Chapter 24
Chapter twenty-four
The leaf warmed between Briar's palms as she crept through the darkening corridors.
Her pockets held treasures more precious than gold.
She carried with her half a roll from dinner, an apple she'd managed to palm, a small wedge of cheese wrapped in her napkin.
Not much, but for someone who'd been starving for years it would certainly seem like a feast.
The journey down felt shorter this time, her feet remembering the path. Through the oubliette corridor, eyes carefully averted from that terrible room, past the shimmer of the hidden door, down the endless stairs where moss bloomed at her touch.

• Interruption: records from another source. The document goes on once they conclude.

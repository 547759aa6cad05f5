//! Integration tests for headless run execution
//!
//! These tests verify that:
//! - Headless runs end with a result and a saved log
//! - Seeded runs are reproducible
//! - JSON configs load from disk and reject bad values

use gauntlet::headless::{run_headless, HeadlessRunConfig, RunOutcome};
use gauntlet::states::play_run::{PowerUpId, RecoveryChoice};
use std::path::PathBuf;

fn temp_path(name: &str) -> PathBuf {
    std::env::temp_dir().join(format!("gauntlet_{}.json", name))
}

/// Helper to create a short, quiet, seeded run config
fn create_config(seed: u64, max_duration_secs: f32, output: &str) -> HeadlessRunConfig {
    HeadlessRunConfig {
        random_seed: Some(seed),
        max_duration_secs,
        output_path: Some(temp_path(output).to_string_lossy().into_owned()),
        enable_logging: false,
        draft_preference: vec!["multi_arrow".to_string(), "damage_plus".to_string()],
        ..HeadlessRunConfig::default()
    }
}

#[test]
fn test_headless_run_ends_with_result_and_log() {
    let config = create_config(42, 20.0, "headless_result");
    let result = run_headless(config).expect("run should finish");

    assert_ne!(result.outcome, RunOutcome::Victory, "fifty phases do not fit in 20s");
    assert_eq!(result.random_seed, Some(42));
    assert!(result.summary.final_phase >= 1);

    let path = result.log_path.expect("log should be saved");
    let contents = std::fs::read_to_string(&path).unwrap();
    let json: serde_json::Value = serde_json::from_str(&contents).unwrap();
    assert_eq!(json["metadata"]["outcome"], result.outcome.label());
    assert!(json["entries"].as_array().map_or(false, |e| !e.is_empty()));
    let _ = std::fs::remove_file(path);
}

#[test]
fn test_seeded_runs_are_reproducible() {
    let first = run_headless(create_config(7, 15.0, "repro_a")).unwrap();
    let second = run_headless(create_config(7, 15.0, "repro_b")).unwrap();

    assert_eq!(first.outcome, second.outcome);
    assert_eq!(first.summary.final_phase, second.summary.final_phase);
    assert_eq!(first.summary.monsters_killed, second.summary.monsters_killed);
    assert_eq!(first.summary.damage_dealt, second.summary.damage_dealt);
    assert_eq!(first.summary.damage_taken, second.summary.damage_taken);

    for result in [first, second] {
        if let Some(path) = result.log_path {
            let _ = std::fs::remove_file(path);
        }
    }
}

#[test]
fn test_config_loads_from_file() {
    let path = temp_path("config_load");
    std::fs::write(
        &path,
        r#"{
            "random_seed": 5,
            "start_phase": 15,
            "draft_preference": ["attack_speed"],
            "recovery_choice": "empower",
            "fast_forward": false
        }"#,
    )
    .unwrap();

    let config = HeadlessRunConfig::load_from_file(&path).unwrap();
    assert_eq!(config.random_seed, Some(5));
    assert_eq!(config.start_phase, 15);
    assert_eq!(config.recovery_choice, RecoveryChoice::Empower);
    assert_eq!(config.draft_preferences().unwrap(), vec![PowerUpId::AttackSpeed]);
    assert!(!config.fast_forward);
    let _ = std::fs::remove_file(path);
}

#[test]
fn test_invalid_config_is_rejected_before_running() {
    let config = HeadlessRunConfig {
        start_phase: 0,
        enable_logging: false,
        ..HeadlessRunConfig::default()
    };
    assert!(run_headless(config).is_err());

    assert!(HeadlessRunConfig::load_from_file(&temp_path("does_not_exist")).is_err());
}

"Thomas?" she called softly as she entered the dungeon chamber. "It's me. I brought food."
Movement in the far cell. He lurched forward faster than last time, chains rattling, and in the mosslight she could see him better. Still gaunt, still filthy, but his eyes burned brighter. Hungrier.
"You came back." His voice cracked with emotion. Was it relief? Desperation? "I thought... I thought I'd dreamed of you."
"I promised." She approached the bars, pulling the food from her pockets. "It's not much, but—"
"It's everything." He reached through the bars with shaking hands, taking the bread first. "Oh god. Oh god, actual food."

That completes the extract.